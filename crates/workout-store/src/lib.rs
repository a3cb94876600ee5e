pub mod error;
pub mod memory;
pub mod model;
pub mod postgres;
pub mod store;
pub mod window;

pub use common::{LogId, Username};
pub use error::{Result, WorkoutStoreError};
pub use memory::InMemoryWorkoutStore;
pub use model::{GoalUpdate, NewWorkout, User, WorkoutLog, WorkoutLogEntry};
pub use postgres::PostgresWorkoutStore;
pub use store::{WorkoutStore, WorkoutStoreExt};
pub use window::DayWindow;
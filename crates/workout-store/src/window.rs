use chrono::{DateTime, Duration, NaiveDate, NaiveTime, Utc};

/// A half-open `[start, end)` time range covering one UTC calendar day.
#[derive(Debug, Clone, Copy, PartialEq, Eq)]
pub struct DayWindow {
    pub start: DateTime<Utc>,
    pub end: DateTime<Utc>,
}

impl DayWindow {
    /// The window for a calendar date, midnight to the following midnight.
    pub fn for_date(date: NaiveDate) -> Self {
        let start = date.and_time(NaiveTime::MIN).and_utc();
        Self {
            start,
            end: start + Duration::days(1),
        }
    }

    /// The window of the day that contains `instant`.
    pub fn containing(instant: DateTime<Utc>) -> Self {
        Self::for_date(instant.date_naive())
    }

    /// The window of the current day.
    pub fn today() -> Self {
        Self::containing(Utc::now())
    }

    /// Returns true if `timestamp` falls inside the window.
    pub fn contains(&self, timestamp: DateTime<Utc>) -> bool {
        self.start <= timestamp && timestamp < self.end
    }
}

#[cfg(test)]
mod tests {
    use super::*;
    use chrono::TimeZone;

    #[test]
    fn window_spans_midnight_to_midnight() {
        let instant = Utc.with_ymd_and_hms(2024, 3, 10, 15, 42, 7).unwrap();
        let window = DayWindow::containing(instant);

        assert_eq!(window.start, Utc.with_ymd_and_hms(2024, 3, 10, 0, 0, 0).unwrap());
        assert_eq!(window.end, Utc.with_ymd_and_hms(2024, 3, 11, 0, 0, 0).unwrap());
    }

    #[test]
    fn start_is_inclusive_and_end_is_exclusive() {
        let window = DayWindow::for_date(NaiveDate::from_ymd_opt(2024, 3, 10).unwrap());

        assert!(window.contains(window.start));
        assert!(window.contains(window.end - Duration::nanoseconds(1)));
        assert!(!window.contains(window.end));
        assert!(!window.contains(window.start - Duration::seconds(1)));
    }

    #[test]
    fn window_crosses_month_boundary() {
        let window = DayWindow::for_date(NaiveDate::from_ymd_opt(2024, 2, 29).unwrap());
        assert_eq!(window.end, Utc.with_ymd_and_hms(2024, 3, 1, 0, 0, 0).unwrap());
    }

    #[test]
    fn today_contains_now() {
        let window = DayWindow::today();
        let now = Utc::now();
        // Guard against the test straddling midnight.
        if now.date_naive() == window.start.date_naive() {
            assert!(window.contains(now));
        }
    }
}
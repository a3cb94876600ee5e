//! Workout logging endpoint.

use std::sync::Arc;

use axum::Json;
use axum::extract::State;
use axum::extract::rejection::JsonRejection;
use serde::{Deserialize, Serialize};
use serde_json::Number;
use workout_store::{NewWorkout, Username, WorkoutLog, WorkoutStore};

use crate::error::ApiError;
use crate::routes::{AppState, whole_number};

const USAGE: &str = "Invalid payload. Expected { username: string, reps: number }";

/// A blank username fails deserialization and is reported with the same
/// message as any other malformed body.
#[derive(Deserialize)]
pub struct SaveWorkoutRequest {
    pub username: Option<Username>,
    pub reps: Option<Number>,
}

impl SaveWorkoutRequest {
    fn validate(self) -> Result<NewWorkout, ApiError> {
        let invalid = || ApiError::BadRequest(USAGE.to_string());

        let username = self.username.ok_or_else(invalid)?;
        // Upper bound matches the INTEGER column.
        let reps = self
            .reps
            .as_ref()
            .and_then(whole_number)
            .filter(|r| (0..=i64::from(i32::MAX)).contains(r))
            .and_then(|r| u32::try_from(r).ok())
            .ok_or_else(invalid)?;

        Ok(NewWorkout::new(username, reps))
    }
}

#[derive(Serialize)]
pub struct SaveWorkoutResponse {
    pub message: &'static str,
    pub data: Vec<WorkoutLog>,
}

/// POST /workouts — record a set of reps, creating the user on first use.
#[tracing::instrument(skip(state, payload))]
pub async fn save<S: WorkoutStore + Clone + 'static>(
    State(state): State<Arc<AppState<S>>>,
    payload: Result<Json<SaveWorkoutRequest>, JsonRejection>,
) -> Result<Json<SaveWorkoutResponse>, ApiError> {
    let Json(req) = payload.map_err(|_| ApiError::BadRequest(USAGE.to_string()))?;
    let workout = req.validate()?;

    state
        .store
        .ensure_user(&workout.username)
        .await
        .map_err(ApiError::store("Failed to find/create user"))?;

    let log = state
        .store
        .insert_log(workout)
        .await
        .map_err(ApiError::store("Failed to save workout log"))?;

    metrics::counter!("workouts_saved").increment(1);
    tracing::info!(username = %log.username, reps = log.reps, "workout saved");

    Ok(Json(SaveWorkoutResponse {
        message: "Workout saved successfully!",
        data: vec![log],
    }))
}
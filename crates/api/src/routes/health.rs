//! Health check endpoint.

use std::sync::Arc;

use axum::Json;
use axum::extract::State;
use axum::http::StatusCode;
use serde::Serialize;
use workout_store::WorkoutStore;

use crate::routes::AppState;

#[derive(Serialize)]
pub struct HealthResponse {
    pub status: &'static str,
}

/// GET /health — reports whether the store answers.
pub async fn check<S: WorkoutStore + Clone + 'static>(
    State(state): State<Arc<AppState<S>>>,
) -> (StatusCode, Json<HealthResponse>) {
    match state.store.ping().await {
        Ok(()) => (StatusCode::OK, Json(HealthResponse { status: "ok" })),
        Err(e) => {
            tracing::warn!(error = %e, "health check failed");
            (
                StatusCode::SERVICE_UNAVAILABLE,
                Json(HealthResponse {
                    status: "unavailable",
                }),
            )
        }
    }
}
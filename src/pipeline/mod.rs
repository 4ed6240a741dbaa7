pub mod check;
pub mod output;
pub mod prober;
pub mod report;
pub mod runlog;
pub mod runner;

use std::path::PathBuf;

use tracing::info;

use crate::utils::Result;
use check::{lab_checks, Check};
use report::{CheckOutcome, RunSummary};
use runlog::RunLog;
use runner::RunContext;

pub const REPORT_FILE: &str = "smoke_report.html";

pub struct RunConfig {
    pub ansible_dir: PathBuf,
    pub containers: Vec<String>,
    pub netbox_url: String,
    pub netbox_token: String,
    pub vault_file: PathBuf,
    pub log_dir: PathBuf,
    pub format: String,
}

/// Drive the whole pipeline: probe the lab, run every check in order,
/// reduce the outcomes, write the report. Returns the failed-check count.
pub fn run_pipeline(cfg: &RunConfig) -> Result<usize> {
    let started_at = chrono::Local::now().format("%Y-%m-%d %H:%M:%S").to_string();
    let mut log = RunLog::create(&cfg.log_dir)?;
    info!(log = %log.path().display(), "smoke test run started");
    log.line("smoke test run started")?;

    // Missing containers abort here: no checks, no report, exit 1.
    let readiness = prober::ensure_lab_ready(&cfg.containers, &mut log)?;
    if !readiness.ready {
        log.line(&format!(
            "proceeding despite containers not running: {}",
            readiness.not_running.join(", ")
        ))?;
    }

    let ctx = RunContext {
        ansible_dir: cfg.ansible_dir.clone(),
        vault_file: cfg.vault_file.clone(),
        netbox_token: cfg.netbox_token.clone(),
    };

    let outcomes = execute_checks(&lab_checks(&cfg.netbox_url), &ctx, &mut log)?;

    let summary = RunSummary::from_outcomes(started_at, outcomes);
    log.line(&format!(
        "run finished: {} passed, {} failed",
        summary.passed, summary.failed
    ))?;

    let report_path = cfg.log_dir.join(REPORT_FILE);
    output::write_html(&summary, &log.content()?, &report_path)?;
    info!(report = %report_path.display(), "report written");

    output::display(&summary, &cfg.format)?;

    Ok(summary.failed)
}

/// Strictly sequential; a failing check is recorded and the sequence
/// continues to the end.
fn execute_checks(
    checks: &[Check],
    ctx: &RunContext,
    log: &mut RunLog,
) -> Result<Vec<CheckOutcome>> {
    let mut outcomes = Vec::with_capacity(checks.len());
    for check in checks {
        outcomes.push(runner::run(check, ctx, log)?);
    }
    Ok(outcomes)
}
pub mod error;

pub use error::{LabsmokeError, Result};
####################
» Exercise prompt: When the word "containers" turns up on a line of the material above, copy that line.

» Written reply:
    pub containers: Vec<String>,
    // Missing containers abort here: no checks, no report, exit 1.
    let readiness = prober::ensure_lab_ready(&cfg.containers, &mut log)?;
            "proceeding despite containers not running: {}",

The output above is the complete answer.